The NDIS Can’t Work Without Us – But Right Now, It’s Breaking Us
- Kate Hoad
- Jun 12
- 4 min read

I honestly, truly try not to write posts like this often. I’m usually too busy doing the actual work—with my team, with my family, with my clients. And this is the second post recently I've felt drawn to write about NDIS changes. But they're real, they impact me, they impact my family, and they impact you.
Today, I need to speak as both a parent and a provider. Because the proposed 2024–25 NDIS pricing changes don’t just affect my business—they affect my children, my brother, and the people I support every day. And I just can’t stay silent.
I’m the proud mum of three children with disabilities. I’m also the plan nominee for my older brother, who has significant and complex needs. The NDIS is woven into every part of our lives. It funds the therapies that help my children thrive, the supports that keep my brother safe, and the professionals who walk alongside us as we build a life of inclusion and dignity.
I’m also the director of a small OT practice, home to a handful of dedicated, brilliant clinicians who show up every day because they believe in doing good work with real impact. My team are amazing, truly. We train, we meet people where they are (physically and mentally), we supervise, we mentor, we care. We don’t chase volume. We do it properly. Because ALL people deserve that.
And it’s getting harder. Much harder. There's been no raise in the OT rate by NDIS since 2019. That's coming up to 6 years in a row... Lets look at that in real terms with the RBA inflation calculator:

OT Australia (our Peak Body) today reports:
In 2023-24 60% of OT practices expected to report a loss or only break even, with that figure expected to rise in 2025-26 if pricing remains unchanged.
At least 8 percent of occupational therapists have already exited the NDIS market since last year’s pricing decision, affecting over 7,000 participants.
Additionally, the new Annual Pricing Review (APR) proposes to cut travel rates (to 50% - meaning it won't financially viable for therapists to travel to clients), to freeze OT pricing yet again (Which, as proven above, means a huge 20.5% + cut in real terms), and reduce pricing for other essential therapies like physio, podiatry, and dietetics. These aren’t fringe changes. They aren't insignificant. They hit the core of what makes quality community-based disability support even possible.
Let me be blunt:
These recommendations will push good providers out of the sector.
This will see participants forced to attend clinics, when that may well not be what they actually need.
They will shrink choice and control for people with complex needs.
They will increase costs elsewhere in the scheme.
They will see our hospitals and community health organisations even more overwhelmed than they already are.
They will see increased illness and disability.
They will result in deaths that could have been prevented with timely community-based supports.
And they will harm families like mine, and yours.
We’ve reached a point where pricing no longer reflects value or demand—it reflects what providers are forced to tolerate. It’s not sustainable. Not if we want experienced, ethical, skilled clinicians to stay.
I want to be crystal clear:
I don’t run a massive corporation. Nor do I want too. I simply want to retain a small team who is passionate about what they do, and about learning everything they can to best support those they can support. And I have this.
As a director, and OT with 18 years experience, I don’t own a decked-out beach house or a fancy car. In fact, I pay myself less than a first year OT earns! I built this business from the ground up while raising a family and caring for a sibling. The sacrifices in the past 10 years have been enormous—but I believed in the vision. I still do... I want to continue to... But it's getting hard. But going into the 6th year of struggling to pay the bills, the fatigue sets in, and the vision starts to fade...

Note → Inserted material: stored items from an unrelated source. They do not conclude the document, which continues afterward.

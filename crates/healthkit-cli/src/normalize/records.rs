//! Record cleaning: type names, occurrence values, day granularity

use std::collections::{HashMap, HashSet};

use chrono::{DateTime, NaiveDateTime};
use tracing::{debug, warn};

use super::{coerce_numeric, non_blank, strip_markers};
use crate::archive::RawEntry;
use crate::config::{AnalysisConfig, DateWindow};
use crate::error::{HealthError, Result};
use crate::models::Record;

pub const QUANTITY_PREFIX: &str = "HKQuantityTypeIdentifier";
pub const CATEGORY_PREFIX: &str = "HKCategoryTypeIdentifier";

/// Columns kept from a raw record; everything else is discarded
pub const RECORD_COLUMNS: [&str; 6] = ["type", "sourceName", "value", "unit", "startDate", "endDate"];

const RECORD_DATE_FORMAT: &str = "%Y-%m-%d %H:%M:%S";
const RECORD_DATE_WITH_OFFSET: &str = "%Y-%m-%d %H:%M:%S %z";

/// Value given to samples that only mark that something happened
const OCCURRENCE_VALUE: f64 = 1.0;

/// Cleans the `<Record>` collection
#[derive(Debug, Clone)]
pub struct RecordNormalizer {
    window: DateWindow,
    excluded_types: HashSet<String>,
}

impl RecordNormalizer {
    pub fn new(window: DateWindow, excluded_types: HashSet<String>) -> Self {
        Self {
            window,
            excluded_types,
        }
    }

    /// Window and both exclusion lists from the config
    pub fn from_config(config: &AnalysisConfig) -> Self {
        Self::new(config.window, config.excluded_record_types())
    }

    /// Clean every raw record, failing on the first malformed date
    pub fn normalize(&self, raw: &[RawEntry]) -> Result<Vec<Record>> {
        let mut in_window = 0usize;
        let mut undated = 0usize;
        let mut records = Vec::new();

        for entry in raw {
            let columns = project(&strip_markers(entry));

            let start_time = parse_record_date(&columns, "startDate")?;
            let end_time = parse_record_date(&columns, "endDate")?;
            let value = coerce_numeric(columns.get("value").copied());

            let Some(start_time) = start_time else {
                undated += 1;
                continue;
            };
            if !self.window.contains_timestamp(start_time) {
                continue;
            }
            in_window += 1;

            let record = Record {
                record_type: strip_type_prefix(columns.get("type").copied().unwrap_or_default()),
                source_name: columns.get("sourceName").map(|s| s.to_string()),
                value: value.unwrap_or(OCCURRENCE_VALUE),
                unit: columns.get("unit").map(|s| s.to_string()),
                start_date: start_time.date(),
                end_date: end_time.map(|t| t.date()),
                start_time,
                end_time,
                duration: end_time.map(|end| end - start_time),
            };

            if !self.is_excluded(&record.record_type) {
                records.push(record);
            }
        }

        if undated > 0 {
            warn!(rows = undated, "skipped records without startDate");
        }
        debug!(
            raw = raw.len(),
            in_window,
            kept = records.len(),
            "normalized records"
        );
        Ok(records)
    }

    /// Drop rows whose type is on an exclusion list
    pub fn retain_included(&self, records: Vec<Record>) -> Vec<Record> {
        records
            .into_iter()
            .filter(|r| !self.is_excluded(&r.record_type))
            .collect()
    }

    fn is_excluded(&self, record_type: &str) -> bool {
        self.excluded_types.contains(record_type)
    }
}

/// Keep only the six record columns
fn project<'a>(columns: &HashMap<&'a str, &'a str>) -> HashMap<&'a str, &'a str> {
    RECORD_COLUMNS
        .iter()
        .filter_map(|&name| columns.get(name).map(|&value| (name, value)))
        .collect()
}

/// Remove the quantity or category vocabulary prefix
fn strip_type_prefix(raw: &str) -> String {
    raw.strip_prefix(QUANTITY_PREFIX)
        .or_else(|| raw.strip_prefix(CATEGORY_PREFIX))
        .unwrap_or(raw)
        .to_string()
}

/// Parse a record timestamp as wall-clock time.
///
/// Exports append the UTC offset of the device (`+1100`); it is accepted
/// and discarded so that days follow the local calendar.
fn parse_record_date(columns: &HashMap<&str, &str>, field: &str) -> Result<Option<NaiveDateTime>> {
    let Some(raw) = non_blank(columns, field) else {
        return Ok(None);
    };
    NaiveDateTime::parse_from_str(raw, RECORD_DATE_FORMAT)
        .or_else(|_| DateTime::parse_from_str(raw, RECORD_DATE_WITH_OFFSET).map(|t| t.naive_local()))
        .map(Some)
        .map_err(|_| HealthError::date_parse(field, raw, RECORD_DATE_FORMAT))
}

#[cfg(test)]
mod tests {
    use super::*;
    use chrono::{Duration, NaiveDate};

    fn normalizer() -> RecordNormalizer {
        RecordNormalizer::from_config(&AnalysisConfig::default())
    }

    fn record(record_type: &str, value: Option<&str>, start: &str, end: &str) -> RawEntry {
        let mut pairs = vec![
            ("@type", record_type.to_string()),
            ("@sourceName", "Watch".to_string()),
            ("@unit", "count".to_string()),
            ("@startDate", start.to_string()),
            ("@endDate", end.to_string()),
        ];
        if let Some(v) = value {
            pairs.push(("@value", v.to_string()));
        }
        pairs.into_iter().collect()
    }

    fn date(y: i32, m: u32, d: u32) -> NaiveDate {
        NaiveDate::from_ymd_opt(y, m, d).unwrap()
    }

    #[test]
    fn test_unparsable_value_becomes_one_occurrence() {
        let raw = vec![record(
            "HKQuantityTypeIdentifierRespiratoryRate",
            Some("not_a_number"),
            "2020-11-01 08:00:00",
            "2020-11-01 08:05:00",
        )];

        let records = normalizer().normalize(&raw).unwrap();
        assert_eq!(records.len(), 1);
        let r = &records[0];
        assert_eq!(r.record_type, "RespiratoryRate");
        assert_eq!(r.value, 1.0);
        assert_eq!(r.start_date, date(2020, 11, 1));
        assert_eq!(r.end_date, Some(date(2020, 11, 1)));
        assert_eq!(r.duration, Some(Duration::minutes(5)));
    }

    #[test]
    fn test_missing_value_becomes_one_occurrence() {
        let raw = vec![record(
            "HKCategoryTypeIdentifierToothbrushingEvent",
            None,
            "2020-11-01 21:00:00",
            "2020-11-01 21:02:00",
        )];
        let records = normalizer().normalize(&raw).unwrap();
        assert_eq!(records[0].record_type, "ToothbrushingEvent");
        assert_eq!(records[0].value, 1.0);
    }

    #[test]
    fn test_both_prefix_families_are_stripped() {
        assert_eq!(strip_type_prefix("HKQuantityTypeIdentifierStepCount"), "StepCount");
        assert_eq!(strip_type_prefix("HKCategoryTypeIdentifierSleepAnalysis"), "SleepAnalysis");
        assert_eq!(strip_type_prefix("HKDataTypeSleepDurationGoal"), "HKDataTypeSleepDurationGoal");
    }

    #[test]
    fn test_measured_value_is_kept() {
        let raw = vec![record(
            "HKQuantityTypeIdentifierHeartRate",
            Some("64"),
            "2020-11-01 08:00:00",
            "2020-11-01 08:00:00",
        )];
        let records = normalizer().normalize(&raw).unwrap();
        assert_eq!(records[0].value, 64.0);
        assert_eq!(records[0].duration, Some(Duration::zero()));
    }

    #[test]
    fn test_window_filter_uses_start_timestamp() {
        let raw = vec![
            record("HKQuantityTypeIdentifierStepCount", Some("1"), "2020-10-11 23:59:59", "2020-10-12 00:10:00"),
            record("HKQuantityTypeIdentifierStepCount", Some("2"), "2020-10-12 00:00:00", "2020-10-12 00:10:00"),
            record("HKQuantityTypeIdentifierStepCount", Some("3"), "2020-12-06 00:00:00", "2020-12-06 00:10:00"),
            record("HKQuantityTypeIdentifierStepCount", Some("4"), "2020-12-06 09:00:00", "2020-12-06 09:10:00"),
        ];
        let values: Vec<f64> = normalizer()
            .normalize(&raw)
            .unwrap()
            .iter()
            .map(|r| r.value)
            .collect();
        assert_eq!(values, vec![2.0, 3.0]);
    }

    #[test]
    fn test_excluded_types_are_dropped() {
        let raw = vec![
            record("HKQuantityTypeIdentifierDietarySugar", Some("12"), "2020-11-01 08:00:00", "2020-11-01 08:00:00"),
            record("HKQuantityTypeIdentifierFlightsClimbed", Some("2"), "2020-11-01 08:00:00", "2020-11-01 08:00:00"),
            record("HKCategoryTypeIdentifierSleepAnalysis", None, "2020-11-01 01:00:00", "2020-11-01 07:00:00"),
            record("HKQuantityTypeIdentifierDietaryEnergyConsumed", Some("8000"), "2020-11-01 08:00:00", "2020-11-01 08:00:00"),
        ];
        let records = normalizer().normalize(&raw).unwrap();
        assert_eq!(records.len(), 1);
        assert_eq!(records[0].record_type, "DietaryEnergyConsumed");
    }

    #[test]
    fn test_exclusion_filter_is_idempotent() {
        let raw = vec![
            record("HKQuantityTypeIdentifierHeartRate", Some("60"), "2020-11-01 08:00:00", "2020-11-01 08:00:00"),
            record("HKQuantityTypeIdentifierDietaryFiber", Some("4"), "2020-11-01 08:00:00", "2020-11-01 08:00:00"),
            record("HKQuantityTypeIdentifierBodyMass", Some("91.2"), "2020-11-02 07:00:00", "2020-11-02 07:00:00"),
        ];
        let n = normalizer();
        let once = n.normalize(&raw).unwrap();
        let twice = n.retain_included(once.clone());
        assert_eq!(once, twice);
    }

    #[test]
    fn test_custom_exclusions() {
        let config = AnalysisConfig {
            dietary_exclusions: vec![],
            low_relevance_exclusions: vec!["HeartRate".to_string()],
            ..AnalysisConfig::default()
        };
        let raw = vec![
            record("HKQuantityTypeIdentifierHeartRate", Some("60"), "2020-11-01 08:00:00", "2020-11-01 08:00:00"),
            record("HKQuantityTypeIdentifierDietarySugar", Some("3"), "2020-11-01 08:00:00", "2020-11-01 08:00:00"),
        ];
        let records = RecordNormalizer::from_config(&config).normalize(&raw).unwrap();
        assert_eq!(records.len(), 1);
        assert_eq!(records[0].record_type, "DietarySugar");
    }

    #[test]
    fn test_bad_date_is_fatal_even_outside_window() {
        let raw = vec![record(
            "HKQuantityTypeIdentifierStepCount",
            Some("5"),
            "01/11/2019 08:00",
            "2019-11-01 08:05:00",
        )];
        let err = normalizer().normalize(&raw).unwrap_err();
        match err {
            HealthError::DateParse { field, value, .. } => {
                assert_eq!(field, "startDate");
                assert_eq!(value, "01/11/2019 08:00");
            }
            other => panic!("unexpected error: {other:?}"),
        }
    }

    #[test]
    fn test_export_offset_is_discarded() {
        let raw = vec![record(
            "HKQuantityTypeIdentifierStepCount",
            Some("120"),
            "2020-11-01 23:30:00 +1100",
            "2020-11-01 23:40:00 +1100",
        )];
        let records = normalizer().normalize(&raw).unwrap();
        assert_eq!(records[0].start_date, date(2020, 11, 1));
        assert_eq!(records[0].duration, Some(Duration::minutes(10)));
    }

    #[test]
    fn test_missing_start_date_drops_row_and_missing_end_has_no_duration() {
        let no_start: RawEntry = [("@type", "HKQuantityTypeIdentifierStepCount"), ("@value", "3")]
            .into_iter()
            .collect();
        let no_end: RawEntry = [
            ("@type", "HKQuantityTypeIdentifierStepCount"),
            ("@value", "3"),
            ("@startDate", "2020-11-01 08:00:00"),
        ]
        .into_iter()
        .collect();

        let records = normalizer().normalize(&[no_start, no_end]).unwrap();
        assert_eq!(records.len(), 1);
        assert_eq!(records[0].end_date, None);
        assert_eq!(records[0].duration, None);
    }

    #[test]
    fn test_extra_attributes_are_discarded() {
        let mut raw = record("HKQuantityTypeIdentifierHeartRate", Some("70"), "2020-11-01 08:00:00", "2020-11-01 08:00:00");
        raw.push_attribute("sourceVersion", "7.1");
        raw.push_attribute("creationDate", "garbage that is never parsed");
        raw.push_child("MetadataEntry");

        let records = normalizer().normalize(&[raw]).unwrap();
        let json = serde_json::to_value(&records[0]).unwrap();
        assert!(json.get("sourceVersion").is_none());
        assert!(json.get("creationDate").is_none());
        assert!(json.get("MetadataEntry").is_none());
    }
}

Because BELIEVING doesn’t pay wages. Because PASSION doesn’t cover rising insurance premiums, car costs, rent, or superannuation. Because A VISION does not encompass increasing electricity expenses and therapy consumption
Providers are at breaking point.
So here’s my open invitation to the NDIS CEO and Ministers:
Come and talk to me.
Come see what it’s really like to deliver high-quality allied health services under the current model.
Come understand how pricing decisions affect real people—not just providers, but participants.
I’ll gladly share our figures. I’ll share my family’s story. I’ll share what this sector could be if we had the trust, stability, and investment it deserves.
Because the truth is: no one wins if the good providers close their doors. The biggest players are not always the best. And no one is safe if people with disability can’t access the support they need, when and where they need it.
Let’s not let short-sighted decisions unravel the very thing we’re all supposed to be protecting.